People rarely have neutral feelings about cities – they tend to love cities or hate them.
It is easy to see why. Cities bring out the best of us and expose the worst of us. The energy and vibrancy of cities stir creativity, music, art, design, entrepreneurial spirit, and even community – things of true beauty. But it is in our cities that we are confronted with deep brokenness that leads to poverty, crime, substance abuse, disregard for others, homelessness, and hopelessness. Cities are both authentic and gritty.
When I was in high school and college, it was common for people to move to “The City” (meaning Oklahoma City) to seek “fame and fortune.” Young adults still flock to cities for the positives and often ignore or avoid the negatives. The city serves their desires, but these fortune-seekers are quick to take and slow to give back. People like this flit around in the safe spaces; guarding their eyes and their hearts against the pain around them. Others reject cities all together – denouncing the good with the bad. As a Christian, I find all of these approaches lacking.
I truly love cities, but not just for the good aspects. I remain committed to cities because of the call of God on my life – I am here more for the brokenness than the beauty. Rather than moving to the city to find fortune and ease, Christians should engage their cities with complete love and dedication; giving themselves away for the Gospel
Cities are easily misunderstood and quickly misjudged. People often take one aspect of a city and project that one thing onto the whole city. When I share that I am from New Orleans the responses are telling. Some talk fondly of long nights partying on Bourbon Street – something I have never done. Some assume that my neighborhood (Gentilly Terrace) is just like Bourbon Street. Others express fear based on crime and poverty. A few people cut straight to the rich culture – food, music, and art – areas where New Orleans really shines. Rarely do these people talk about my favorite part of New Orleans – the people.
While not exhaustive, the following biblical principles should inform the Christian approach to cities. These principles put the value on people and their need for a relationship with Christ.
1. Christians should weep for the lostness in cities – the first step toward action is caring.
In Matthew 23:37-39, we find Jesus lamenting over Jerusalem. Jesus isn’t worried about the Temple, the Pool of Siloam, or even the Roman occupation. His lament is for the lostness of the people and ours should be too.

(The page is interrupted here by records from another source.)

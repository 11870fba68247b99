//! Anvil BMC control
//!
//! Vendor-abstracted virtual media and power operations against
//! out-of-band management controllers.
//!
//! # Supported protocols
//!
//! - **Redfish**: HTTPS JSON REST, Dell iDRAC resource layout
//! - **RIBCL**: HPE iLO's proprietary XML protocol over HTTPS
//!
//! Every call fails with either [`BmcError::Transport`] (network/auth,
//! worth retrying) or [`BmcError::Rejected`] (the BMC understood the
//! request and refused it), so callers can decide recovery without
//! knowing the vendor.
//!
//! # Example
//!
//! ```no_run
//! use anvil_bmc::{RedfishAdapter, RedfishConfig, VendorAdapter, BootMode};
//!
//! # async fn example() -> anvil_bmc::error::Result<()> {
//! let config = RedfishConfig::new("https://10.0.0.10", "root", "calvin")
//!     .with_insecure(true);
//! let adapter = RedfishAdapter::new(config)?;
//!
//! adapter.eject_media().await?;
//! adapter
//!     .insert_media("http://images.lab/esxi01.iso", true)
//!     .await?;
//! adapter.set_one_time_boot(BootMode::Uefi).await?;
//! # Ok(())
//! # }
//! ```

pub mod adapter;
pub mod error;
pub mod ilo;
pub mod redfish;
pub mod types;

pub use adapter::VendorAdapter;
pub use error::{BmcError, Result};
pub use ilo::{IloAdapter, IloConfig};
pub use redfish::{RedfishAdapter, RedfishConfig};
pub use types::{BootMode, PowerState, ResetKind};
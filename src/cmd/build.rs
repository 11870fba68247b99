//! `anvil build` — image build phase only.

use color_eyre::eyre::Result;
use tracing::info;

use anvil_common::BuildStatus;

use crate::config::Inventory;

pub async fn run(inventory: &Inventory) -> Result<()> {
    let credentials = inventory.credentials()?;
    let orchestrator = super::orchestrator(inventory)?;

    info!(hosts = inventory.hosts.len(), "starting image builds");
    let artifacts = orchestrator
        .build_phase(&inventory.hosts, &inventory.defaults, &credentials)
        .await;

    let mut failed = 0;
    for host in &inventory.hosts {
        match artifacts.get(&host.hostname).map(|a| &a.status) {
            Some(BuildStatus::Built) => {
                let artifact = &artifacts[&host.hostname];
                println!(
                    "{}  built  {}  sha256={}",
                    host.hostname,
                    artifact.image_path.display(),
                    artifact.sha256
                );
            }
            Some(BuildStatus::Failed(msg)) => {
                failed += 1;
                println!("{}  failed  {}", host.hostname, msg);
            }
            _ => {
                failed += 1;
                println!("{}  failed  no artifact produced", host.hostname);
            }
        }
    }

    if failed > 0 {
        std::process::exit(1);
    }
    Ok(())
}
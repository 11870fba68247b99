//! Boot configuration patching.
//!
//! The installer's `boot.cfg` enumerates the boot modules shipped with
//! that exact installer version. The module list must match the files on
//! the media or the firmware fails with a module-not-found error, so this
//! code treats the file as an opaque append-only document: it locates the
//! existing kernel-option line and appends to it, never regenerating
//! anything.

use crate::error::{BuildError, Result};
use std::path::Path;

const KERNEL_OPT_PREFIX: &str = "kernelopt=";

/// Append `option` to the kernel-option line, leaving every other byte of
/// the document untouched. Re-applying the same option is a no-op.
pub fn append_kernel_option(contents: &str, option: &str, path: &Path) -> Result<String> {
    let mut found = false;
    let mut lines = Vec::new();

    for line in contents.lines() {
        if let Some(existing) = line.strip_prefix(KERNEL_OPT_PREFIX) {
            found = true;
            if existing.split_whitespace().any(|opt| opt == option) {
                lines.push(line.to_string());
            } else if existing.trim().is_empty() {
                lines.push(format!("{}{}", KERNEL_OPT_PREFIX, option));
            } else {
                lines.push(format!("{} {}", line, option));
            }
        } else {
            lines.push(line.to_string());
        }
    }

    if !found {
        return Err(BuildError::MissingKernelOptLine(path.to_path_buf()));
    }

    let mut out = lines.join("\n");
    if contents.ends_with('\n') {
        out.push('\n');
    }
    Ok(out)
}
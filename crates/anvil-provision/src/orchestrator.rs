//! Fleet fan-out.
//!
//! Build and provision phases each run one independent task per host,
//! bounded by a configurable concurrency limit so the BMC network path
//! and the distribution share are not saturated. A failed host never
//! aborts its siblings.

use std::collections::{HashMap, HashSet};
use std::path::PathBuf;
use std::sync::Arc;
use tokio::sync::{watch, Semaphore};
use tokio::task::JoinSet;
use tracing::{error, info, warn};

use anvil_bmc::{
    BmcError, IloAdapter, IloConfig, RedfishAdapter, RedfishConfig, VendorAdapter,
};
use anvil_common::{
    BmcVendor, BuildArtifact, BuildStatus, Credentials, HostProbe, HostSpec, NetworkProfile,
    TcpProbe,
};
use anvil_image::ImageBuilder;

use crate::driver::{DriverConfig, ProvisioningDriver};
use crate::error::{ProvisionError, Result};
use crate::session::ProvisioningSession;

/// Creates the vendor adapter for a host. A seam so tests can inject
/// scripted adapters; production uses [`DefaultAdapterFactory`].
pub trait AdapterFactory: Send + Sync {
    fn create(
        &self,
        host: &HostSpec,
        credentials: &Credentials,
    ) -> std::result::Result<Arc<dyn VendorAdapter>, BmcError>;
}

/// Selects the adapter from the host's vendor field.
#[derive(Debug, Clone)]
pub struct DefaultAdapterFactory {
    /// Tolerate self-signed BMC certificates
    pub insecure_tls: bool,
}

impl AdapterFactory for DefaultAdapterFactory {
    fn create(
        &self,
        host: &HostSpec,
        credentials: &Credentials,
    ) -> std::result::Result<Arc<dyn VendorAdapter>, BmcError> {
        match host.vendor {
            BmcVendor::Redfish => {
                let config = RedfishConfig::new(
                    format!("https://{}", host.bmc_ip),
                    &credentials.bmc_username,
                    credentials.bmc_password.expose(),
                )
                .with_insecure(self.insecure_tls);
                Ok(Arc::new(RedfishAdapter::new(config)?))
            }
            BmcVendor::Ilo => {
                let config = IloConfig::new(
                    host.bmc_ip.to_string(),
                    &credentials.bmc_username,
                    credentials.bmc_password.expose(),
                )
                .with_insecure(self.insecure_tls);
                Ok(Arc::new(IloAdapter::new(config)?))
            }
        }
    }
}

/// Final per-host status for reporting and exit-code mapping.
#[derive(Debug, Clone)]
pub struct HostOutcome {
    pub hostname: String,
    pub built: bool,
    /// Boot sequence handed off to the installer
    pub provisioned: bool,
    /// Verification passed; only this counts as success
    pub verified: bool,
    /// First distinguishing error for a failed host
    pub error: Option<String>,
}

/// Aggregated outcome of a run.
#[derive(Debug, Clone, Default)]
pub struct RunSummary {
    pub outcomes: Vec<HostOutcome>,
}

impl RunSummary {
    pub fn all_succeeded(&self) -> bool {
        self.outcomes.iter().all(|o| o.verified)
    }

    /// Plain status table for the operator.
    pub fn render_table(&self) -> String {
        let width = self
            .outcomes
            .iter()
            .map(|o| o.hostname.len())
            .max()
            .unwrap_or(4)
            .max(4);

        let mut out = format!(
            "{:<w$}  {:<5}  {:<11}  {:<8}  ERROR\n",
            "HOST",
            "BUILT",
            "PROVISIONED",
            "VERIFIED",
            w = width
        );
        for o in &self.outcomes {
            out.push_str(&format!(
                "{:<w$}  {:<5}  {:<11}  {:<8}  {}\n",
                o.hostname,
                yes_no(o.built),
                yes_no(o.provisioned),
                yes_no(o.verified),
                o.error.as_deref().unwrap_or("-"),
                w = width
            ));
        }
        out
    }
}

fn yes_no(v: bool) -> &'static str {
    if v {
        "yes"
    } else {
        "no"
    }
}

/// Fans the two pipeline phases out across the host set.
pub struct Orchestrator {
    builder: Arc<ImageBuilder>,
    factory: Arc<dyn AdapterFactory>,
    probe: Arc<dyn HostProbe>,
    driver_config: DriverConfig,
    concurrency: usize,
    cancel_tx: watch::Sender<bool>,
}

impl Orchestrator {
    pub fn new(
        builder: ImageBuilder,
        factory: Arc<dyn AdapterFactory>,
        driver_config: DriverConfig,
        concurrency: usize,
    ) -> Self {
        let (cancel_tx, _) = watch::channel(false);
        Self {
            builder: Arc::new(builder),
            factory,
            probe: Arc::new(TcpProbe),
            driver_config,
            concurrency: concurrency.max(1),
            cancel_tx,
        }
    }

    /// Replace the reachability probe (tests).
    pub fn with_probe(mut self, probe: Arc<dyn HostProbe>) -> Self {
        self.probe = probe;
        self
    }

    /// Signal every in-flight driver to abort after its current BMC
    /// call; each one ejects media defensively and marks itself Failed.
    pub fn cancel(&self) {
        let _ = self.cancel_tx.send(true);
    }

    /// Full pipeline: build everything, provision what built, summarize.
    pub async fn run(
        &self,
        hosts: &[HostSpec],
        default_profile: &NetworkProfile,
        credentials: &Credentials,
    ) -> Result<RunSummary> {
        ensure_unique_hostnames(hosts)?;

        let artifacts = self.build_phase(hosts, default_profile, credentials).await;
        let sessions = self.provision_phase(hosts, &artifacts, credentials).await;

        Ok(summarize(hosts, &artifacts, &sessions))
    }

    /// Build phase only. Always yields one artifact per host; failures
    /// are folded into `BuildStatus::Failed`.
    pub async fn build_phase(
        &self,
        hosts: &[HostSpec],
        default_profile: &NetworkProfile,
        credentials: &Credentials,
    ) -> HashMap<String, BuildArtifact> {
        let semaphore = Arc::new(Semaphore::new(self.concurrency));
        let mut tasks = JoinSet::new();

        for host in hosts.iter().cloned() {
            let builder = self.builder.clone();
            let semaphore = semaphore.clone();
            let profile = host.profile(default_profile).clone();
            let credentials = credentials.clone();

            tasks.spawn(async move {
                let _permit = semaphore.acquire_owned().await.ok();
                match builder.build(&host, &profile, &credentials).await {
                    Ok(artifact) => artifact,
                    Err(e) => {
                        error!(host = %host.hostname, error = %e, "image build failed");
                        failed_artifact(&host.hostname, e.to_string())
                    }
                }
            });
        }

        let mut artifacts = HashMap::new();
        while let Some(joined) = tasks.join_next().await {
            match joined {
                Ok(artifact) => {
                    artifacts.insert(artifact.hostname.clone(), artifact);
                }
                Err(e) => error!(error = %e, "build task panicked"),
            }
        }
        artifacts
    }

    /// Provision phase only. Hosts without a built artifact are skipped.
    pub async fn provision_phase(
        &self,
        hosts: &[HostSpec],
        artifacts: &HashMap<String, BuildArtifact>,
        credentials: &Credentials,
    ) -> HashMap<String, ProvisioningSession> {
        let semaphore = Arc::new(Semaphore::new(self.concurrency));
        let mut tasks = JoinSet::new();

        for host in hosts.iter().cloned() {
            let Some(artifact) = artifacts.get(&host.hostname) else {
                continue;
            };
            if !artifact.is_built() {
                continue;
            }
            let artifact = artifact.clone();

            let adapter = match self.factory.create(&host, credentials) {
                Ok(adapter) => adapter,
                Err(e) => {
                    warn!(host = %host.hostname, error = %e, "could not create BMC adapter");
                    let mut session = ProvisioningSession::new(&host.hostname);
                    session.fail(e.to_string());
                    tasks.spawn(async move { session });
                    continue;
                }
            };

            let driver = ProvisioningDriver::new(
                adapter,
                self.probe.clone(),
                self.driver_config.clone(),
                self.cancel_tx.subscribe(),
            );
            let semaphore = semaphore.clone();

            tasks.spawn(async move {
                let _permit = semaphore.acquire_owned().await.ok();
                driver.provision(&host, &artifact).await
            });
        }

        let mut sessions = HashMap::new();
        while let Some(joined) = tasks.join_next().await {
            match joined {
                Ok(session) => {
                    info!(host = %session.hostname, state = %session.state, "session finished");
                    sessions.insert(session.hostname.clone(), session);
                }
                Err(e) => error!(error = %e, "provisioning task panicked"),
            }
        }
        sessions
    }
}

fn ensure_unique_hostnames(hosts: &[HostSpec]) -> Result<()> {
    let mut seen = HashSet::new();
    for host in hosts {
        if !seen.insert(host.hostname.as_str()) {
            return Err(ProvisionError::DuplicateHost(host.hostname.clone()));
        }
    }
    Ok(())
}

fn failed_artifact(hostname: &str, error: String) -> BuildArtifact {
    BuildArtifact {
        hostname: hostname.to_string(),
        image_path: PathBuf::new(),
        image_uri: String::new(),
        sha256: String::new(),
        built_at: chrono::Utc::now(),
        status: BuildStatus::Failed(error),
    }
}

/// Fold artifacts and sessions into the operator-facing summary.
pub fn summarize(
    hosts: &[HostSpec],
    artifacts: &HashMap<String, BuildArtifact>,
    sessions: &HashMap<String, ProvisioningSession>,
) -> RunSummary {
    let outcomes = hosts
        .iter()
        .map(|host| {
            let artifact = artifacts.get(&host.hostname);
            let built = artifact.map(|a| a.is_built()).unwrap_or(false);
            let build_error = artifact.and_then(|a| match &a.status {
                BuildStatus::Failed(msg) => Some(msg.clone()),
                _ => None,
            });

            let session = sessions.get(&host.hostname);
            let provisioned = session.map(|s| s.reached_install()).unwrap_or(false);
            let verified = session.map(|s| s.is_succeeded()).unwrap_or(false);
            let session_error = session.and_then(|s| s.last_error.clone());

            HostOutcome {
                hostname: host.hostname.clone(),
                built,
                provisioned,
                verified,
                error: build_error.or(session_error),
            }
        })
        .collect();

    RunSummary { outcomes }
}
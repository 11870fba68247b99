//! Anvil provisioning
//!
//! Drives a host's BMC through the virtual-media boot sequence
//! (eject → insert → one-time boot → power → poll → verify) with
//! full-sequence retries and defensive media cleanup, and fans that work
//! out across the fleet with bounded concurrency.

pub mod driver;
pub mod error;
pub mod orchestrator;
pub mod session;

pub use driver::{DriverConfig, ProvisioningDriver};
pub use error::{ProvisionError, Result};
pub use orchestrator::{
    summarize, AdapterFactory, DefaultAdapterFactory, HostOutcome, Orchestrator, RunSummary,
};
pub use session::{ProvisioningSession, SessionState};
//! Forecasting models for daily demand series

use crate::error::{ForecastError, Result};
use serde::Serialize;
use std::fmt::Debug;

/// Forecast result containing predicted values
#[derive(Debug, Clone, PartialEq, Serialize)]
pub struct ForecastResult {
    /// Forecasted values
    values: Vec<f64>,
    /// Number of periods forecasted
    horizons: usize,
}

impl ForecastResult {
    /// Create a new forecast result
    pub fn new(values: Vec<f64>, horizons: usize) -> Result<Self> {
        if values.len() != horizons {
            return Err(ForecastError::Validation(format!(
                "Values length ({}) doesn't match horizons ({})",
                values.len(),
                horizons
            )));
        }

        if let Some(position) = values.iter().position(|v| !v.is_finite()) {
            return Err(ForecastError::ModelFit(format!(
                "Forecast produced a non-finite value at step {}",
                position + 1
            )));
        }

        Ok(Self { values, horizons })
    }

    /// Get the forecasted values
    pub fn values(&self) -> &[f64] {
        &self.values
    }

    /// Consume the result and return the values
    pub fn into_values(self) -> Vec<f64> {
        self.values
    }

    /// Get the number of periods forecasted
    pub fn horizons(&self) -> usize {
        self.horizons
    }

    /// Serialize the forecast to JSON
    pub fn to_json(&self) -> Result<String> {
        Ok(serde_json::to_string(self)?)
    }
}

/// Trained forecast model
pub trait TrainedForecastModel: Debug {
    /// Generate forecast for future periods
    fn forecast(&self, horizons: usize) -> Result<ForecastResult>;

    /// One-step-ahead predictions over the training data, aligned with its
    /// trailing observations
    fn fitted_values(&self) -> Vec<f64>;

    /// Name of the model
    fn name(&self) -> &str;
}

/// Forecast model that can be trained on a series
pub trait ForecastModel: Debug + Clone {
    /// The type of trained model produced
    type Trained: TrainedForecastModel;

    /// Train the model on the series values
    fn train(&self, data: &[f64]) -> Result<Self::Trained>;

    /// Get the name of the model
    fn name(&self) -> &str;
}

pub mod sarima;
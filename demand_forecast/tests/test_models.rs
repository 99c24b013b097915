use demand_forecast::error::ForecastError;
use demand_forecast::models::sarima::{Order, Sarima, SeasonalOrder};
use demand_forecast::models::{ForecastModel, ForecastResult, TrainedForecastModel};
use forecast_math::{MathError, NelderMeadConfig};
use rand::rngs::StdRng;
use rand::{Rng, SeedableRng};
use rstest::rstest;

const WEEKLY: [f64; 7] = [0.0, 4.0, 6.0, 3.0, -2.0, -5.0, -6.0];

/// Trend plus weekly pattern plus seeded noise
fn weekly_demand(len: usize, seed: u64) -> Vec<f64> {
    let mut rng = StdRng::seed_from_u64(seed);
    (0..len)
        .map(|t| 200.0 + 0.5 * t as f64 + WEEKLY[t % 7] + rng.gen_range(-2.0..2.0))
        .collect()
}

#[rstest]
#[case(1)]
#[case(30)]
#[case(365)]
fn test_forecast_length_matches_horizon(#[case] horizon: usize) {
    let trained = Sarima::weekly().train(&weekly_demand(112, 7)).unwrap();

    let forecast = trained.forecast(horizon).unwrap();

    assert_eq!(forecast.horizons(), horizon);
    assert_eq!(forecast.values().len(), horizon);
    assert!(forecast.values().iter().all(|v| v.is_finite()));
}

#[test]
fn test_forecast_follows_trend() {
    let data = weekly_demand(140, 11);
    let trained = Sarima::weekly().train(&data).unwrap();

    let forecast = trained.forecast(14).unwrap();
    let last_week: f64 = data[data.len() - 7..].iter().sum::<f64>() / 7.0;
    let second_week: f64 = forecast.values()[7..].iter().sum::<f64>() / 7.0;

    // Level keeps rising at roughly half a unit per day
    assert!(second_week > last_week);
    assert!(second_week < last_week + 30.0);
}

#[test]
fn test_zero_horizon_rejected() {
    let trained = Sarima::weekly().train(&weekly_demand(60, 3)).unwrap();
    assert!(matches!(trained.forecast(0), Err(ForecastError::Validation(_))));
}

#[rstest]
#[case(vec![5.0; 10])]
#[case(vec![])]
#[case(vec![1.0, 2.0, 3.0, 4.0, 5.0, 6.0, 7.0, 8.0, 9.0, 10.0, 11.0, 12.0, 13.0])]
fn test_short_series_rejected(#[case] data: Vec<f64>) {
    match Sarima::weekly().train(&data) {
        Err(ForecastError::InsufficientData { needed, got }) => {
            assert_eq!(needed, 20);
            assert_eq!(got, data.len());
        }
        other => panic!("Expected InsufficientData, got {:?}", other),
    }
}

#[test]
fn test_constant_series_rejected() {
    let result = Sarima::weekly().train(&[42.0; 40]);
    assert!(matches!(result, Err(ForecastError::ModelFit(_))));
}

#[test]
fn test_non_finite_observation_rejected() {
    let mut data = weekly_demand(40, 5);
    data[17] = f64::NAN;
    assert!(matches!(
        Sarima::weekly().train(&data),
        Err(ForecastError::ModelFit(_))
    ));
}

#[test]
fn test_custom_order() {
    let model = Sarima::new(Order::new(1, 1, 0), SeasonalOrder::new(0, 0, 0, 0)).unwrap();
    assert_eq!(model.min_observations(), 3);

    let trained = model.train(&weekly_demand(50, 9)).unwrap();
    assert_eq!(trained.forecast(5).unwrap().values().len(), 5);
    assert_eq!(trained.fitted_values().len(), 49);
    assert!(trained.coefficients().ma.is_empty());
}

#[test]
fn test_forecast_result_validation() {
    assert!(ForecastResult::new(vec![1.0, 2.0], 2).is_ok());
    assert!(matches!(
        ForecastResult::new(vec![1.0], 2),
        Err(ForecastError::Validation(_))
    ));
    assert!(matches!(
        ForecastResult::new(vec![1.0, f64::INFINITY], 2),
        Err(ForecastError::ModelFit(_))
    ));

    let json = ForecastResult::new(vec![1.5], 1).unwrap().to_json().unwrap();
    assert!(json.contains("1.5"));
}

#[test]
fn test_optimizer_settings_checked_during_fit() {
    let optimizer = NelderMeadConfig {
        tolerance: 0.0,
        ..Default::default()
    };
    let model = Sarima::weekly().with_optimizer(optimizer);

    match model.train(&weekly_demand(60, 13)) {
        Err(ForecastError::Math(MathError::InvalidInput(message))) => {
            assert!(message.contains("tolerance"));
        }
        other => panic!("Expected Math error, got {:?}", other),
    }
}
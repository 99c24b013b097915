//! Lag polynomials for ARMA-type recursions

use serde::{Deserialize, Serialize};

/// Polynomial in the backshift operator `B`, stored densely by lag.
///
/// Coefficient 0 is always 1 for the polynomials built here.
#[derive(Debug, Clone, PartialEq, Serialize, Deserialize)]
pub struct LagPolynomial {
    coefficients: Vec<f64>,
}

impl LagPolynomial {
    /// The constant polynomial `1`
    pub fn identity() -> Self {
        Self {
            coefficients: vec![1.0],
        }
    }

    /// Create a polynomial from raw coefficients indexed by lag
    pub fn from_coefficients(coefficients: Vec<f64>) -> Self {
        if coefficients.is_empty() {
            return Self::identity();
        }
        Self { coefficients }
    }

    /// Autoregressive polynomial `1 - φ_1 B - ... - φ_p B^p`
    pub fn ar(coefficients: &[f64]) -> Self {
        Self::seasonal_ar(coefficients, 1)
    }

    /// Moving average polynomial `1 + θ_1 B + ... + θ_q B^q`
    pub fn ma(coefficients: &[f64]) -> Self {
        Self::seasonal_ma(coefficients, 1)
    }

    /// Seasonal autoregressive polynomial `1 - Φ_1 B^s - ... - Φ_P B^{Ps}`
    pub fn seasonal_ar(coefficients: &[f64], period: usize) -> Self {
        Self::spread(coefficients, period, -1.0)
    }

    /// Seasonal moving average polynomial `1 + Θ_1 B^s + ... + Θ_Q B^{Qs}`
    pub fn seasonal_ma(coefficients: &[f64], period: usize) -> Self {
        Self::spread(coefficients, period, 1.0)
    }

    fn spread(coefficients: &[f64], period: usize, sign: f64) -> Self {
        if coefficients.is_empty() || period == 0 {
            return Self::identity();
        }

        let mut dense = vec![0.0; coefficients.len() * period + 1];
        dense[0] = 1.0;
        for (i, c) in coefficients.iter().enumerate() {
            dense[(i + 1) * period] = sign * c;
        }
        Self { coefficients: dense }
    }

    /// Product of two lag polynomials
    pub fn multiply(&self, other: &Self) -> Self {
        let mut product = vec![0.0; self.coefficients.len() + other.coefficients.len() - 1];
        for (i, a) in self.coefficients.iter().enumerate() {
            if *a == 0.0 {
                continue;
            }
            for (j, b) in other.coefficients.iter().enumerate() {
                product[i + j] += a * b;
            }
        }
        Self {
            coefficients: product,
        }
    }

    /// Highest lag carried by the polynomial
    pub fn degree(&self) -> usize {
        self.coefficients.len() - 1
    }

    /// Coefficients indexed by lag
    pub fn coefficients(&self) -> &[f64] {
        &self.coefficients
    }

    /// Coefficient at `lag`, zero beyond the degree
    pub fn coefficient(&self, lag: usize) -> f64 {
        self.coefficients.get(lag).copied().unwrap_or(0.0)
    }
}

impl Default for LagPolynomial {
    fn default() -> Self {
        Self::identity()
    }
}

#[cfg(test)]
mod tests {
    use super::*;
    use approx::assert_abs_diff_eq;

    #[test]
    fn test_ar_and_ma_signs() {
        let ar = LagPolynomial::ar(&[0.5]);
        assert_eq!(ar.coefficients(), &[1.0, -0.5]);

        let ma = LagPolynomial::ma(&[0.3, 0.2]);
        assert_eq!(ma.coefficients(), &[1.0, 0.3, 0.2]);
    }

    #[test]
    fn test_seasonal_spread() {
        let sar = LagPolynomial::seasonal_ar(&[0.4], 7);
        assert_eq!(sar.degree(), 7);
        assert_abs_diff_eq!(sar.coefficient(7), -0.4);
        assert_abs_diff_eq!(sar.coefficient(3), 0.0);
        assert_abs_diff_eq!(sar.coefficient(20), 0.0);
    }

    #[test]
    fn test_multiplicative_expansion() {
        // (1 - 0.5B)(1 - 0.4B^7) = 1 - 0.5B - 0.4B^7 + 0.2B^8
        let product = LagPolynomial::ar(&[0.5]).multiply(&LagPolynomial::seasonal_ar(&[0.4], 7));
        assert_eq!(product.degree(), 8);
        assert_abs_diff_eq!(product.coefficient(0), 1.0);
        assert_abs_diff_eq!(product.coefficient(1), -0.5);
        assert_abs_diff_eq!(product.coefficient(7), -0.4);
        assert_abs_diff_eq!(product.coefficient(8), 0.2, epsilon = 1e-12);
    }

    #[test]
    fn test_empty_coefficients_are_identity() {
        assert_eq!(LagPolynomial::ar(&[]), LagPolynomial::identity());
        assert_eq!(LagPolynomial::from_coefficients(vec![]), LagPolynomial::identity());
    }
}
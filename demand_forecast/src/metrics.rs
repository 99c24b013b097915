//! Metrics for evaluating forecast accuracy against held-out data

use crate::error::{ForecastError, Result};
use serde::Serialize;
use statrs::statistics::Statistics;

/// Accuracy of a forecast over the overlapping prefix with the actuals
#[derive(Debug, Clone, PartialEq, Serialize)]
pub struct AccuracyMetrics {
    /// Mean Squared Error
    pub mse: f64,
    /// Mean Absolute Error
    pub mae: f64,
    /// Root Mean Squared Error
    pub rmse: f64,
    /// Coefficient of determination
    pub r2: f64,
    /// Number of points compared
    pub compared: usize,
}

/// Compare a forecast with actual values.
///
/// Only the first `min(forecast.len(), actual.len())` points are compared.
pub fn evaluate(forecast: &[f64], actual: &[f64]) -> Result<AccuracyMetrics> {
    let compared = forecast.len().min(actual.len());
    if compared == 0 {
        return Err(ForecastError::Validation(
            "Forecast and actual values share no points to compare".to_string(),
        ));
    }

    let forecast = &forecast[..compared];
    let actual = &actual[..compared];

    let mse = mean_squared_error(actual, forecast);
    let mae = mean_absolute_error(actual, forecast);

    Ok(AccuracyMetrics {
        mse,
        mae,
        rmse: mse.sqrt(),
        r2: r2_score(actual, forecast),
        compared,
    })
}

/// Mean of squared differences
pub fn mean_squared_error(actual: &[f64], predicted: &[f64]) -> f64 {
    actual
        .iter()
        .zip(predicted)
        .map(|(a, p)| (a - p).powi(2))
        .mean()
}

/// Mean of absolute differences
pub fn mean_absolute_error(actual: &[f64], predicted: &[f64]) -> f64 {
    actual
        .iter()
        .zip(predicted)
        .map(|(a, p)| (a - p).abs())
        .mean()
}

/// Coefficient of determination.
///
/// When the actual values have no variance the score is 1.0 for a perfect
/// prediction and 0.0 otherwise.
pub fn r2_score(actual: &[f64], predicted: &[f64]) -> f64 {
    let mean = actual.iter().mean();
    let total: f64 = actual.iter().map(|a| (a - mean).powi(2)).sum();
    let residual: f64 = actual
        .iter()
        .zip(predicted)
        .map(|(a, p)| (a - p).powi(2))
        .sum();

    if total == 0.0 {
        return if residual == 0.0 { 1.0 } else { 0.0 };
    }
    1.0 - residual / total
}

impl std::fmt::Display for AccuracyMetrics {
    fn fmt(&self, f: &mut std::fmt::Formatter<'_>) -> std::fmt::Result {
        writeln!(f, "Accuracy Metrics ({} points):", self.compared)?;
        writeln!(f, "  MSE:   {:.2}", self.mse)?;
        writeln!(f, "  MAE:   {:.2}", self.mae)?;
        writeln!(f, "  RMSE:  {:.2}", self.rmse)?;
        writeln!(f, "  R2:    {:.2}", self.r2)?;
        Ok(())
    }
}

Are we willing to risk our hearts by immersing ourselves in cities? It is much easier to curse the darkness and walk away than it is to genuinely care. It always costs you something to love the way Jesus loves, even if it is only our own comfort. I believe people are worth that cost.
2. Christians are ministers of reconciliation and stewards of hope, charged with the Great Commission.
Paul called the members of the church at Corinth – living in a city known for all sorts of sinful behaviors — to be ministers of reconciliation (2 Cor. 5:11-21). This same ministry of reconciliation is evident in Jesus’ last words before His ascension – the Great Commission (Matt. 28:19-20). Our primary goal as believers, wherever we are planted, is to spread the Gospel message. Christian also play a role in alleviating suffering and prophetically opposing evil in our cities. Our loving mercy ministries flow directly from Jesus’ Sermon on the Mount (Matt. 5) and illustrate how we have been changed by the Gospel. Still, Gospel proclamation and mercy ministries should not be at odds. If we truly understand the finality of a person’s separation from God, we will never downplay the importance of evangelism.
3. Christians should view cities as strategic points for Gospel proclamation.
Paul’s time in Athens, Corinth, Damascus, Ephesus, Jerusalem, Rome, Thessalonica, and other cities illustrates his concern for cities. And it is just common sense that population centers are strategic places to share the Gospel. Paul didn’t just play it safe when he came to town and was often persecuted for the Gospel. Paul even preached to the elite on Mars Hill in Athens.
Putting aside the fears and reservations and taking on the hassles of cities won’t be easy – especially for those who are new to cities. I didn’t grow up in a city. In fact, I didn’t even grow up in a village. Home was on a small sheep farm 17 miles from Calvin, Oklahoma – a town of 325 people. We were 17 miles from school, 17 miles from church, and after the grocery store in Calvin closed, we were at least 25 miles from a grocery store.
God had to do a work in my life to get me ready for city life. If God can do that for me, He can do it for anyone He is calling to the cities.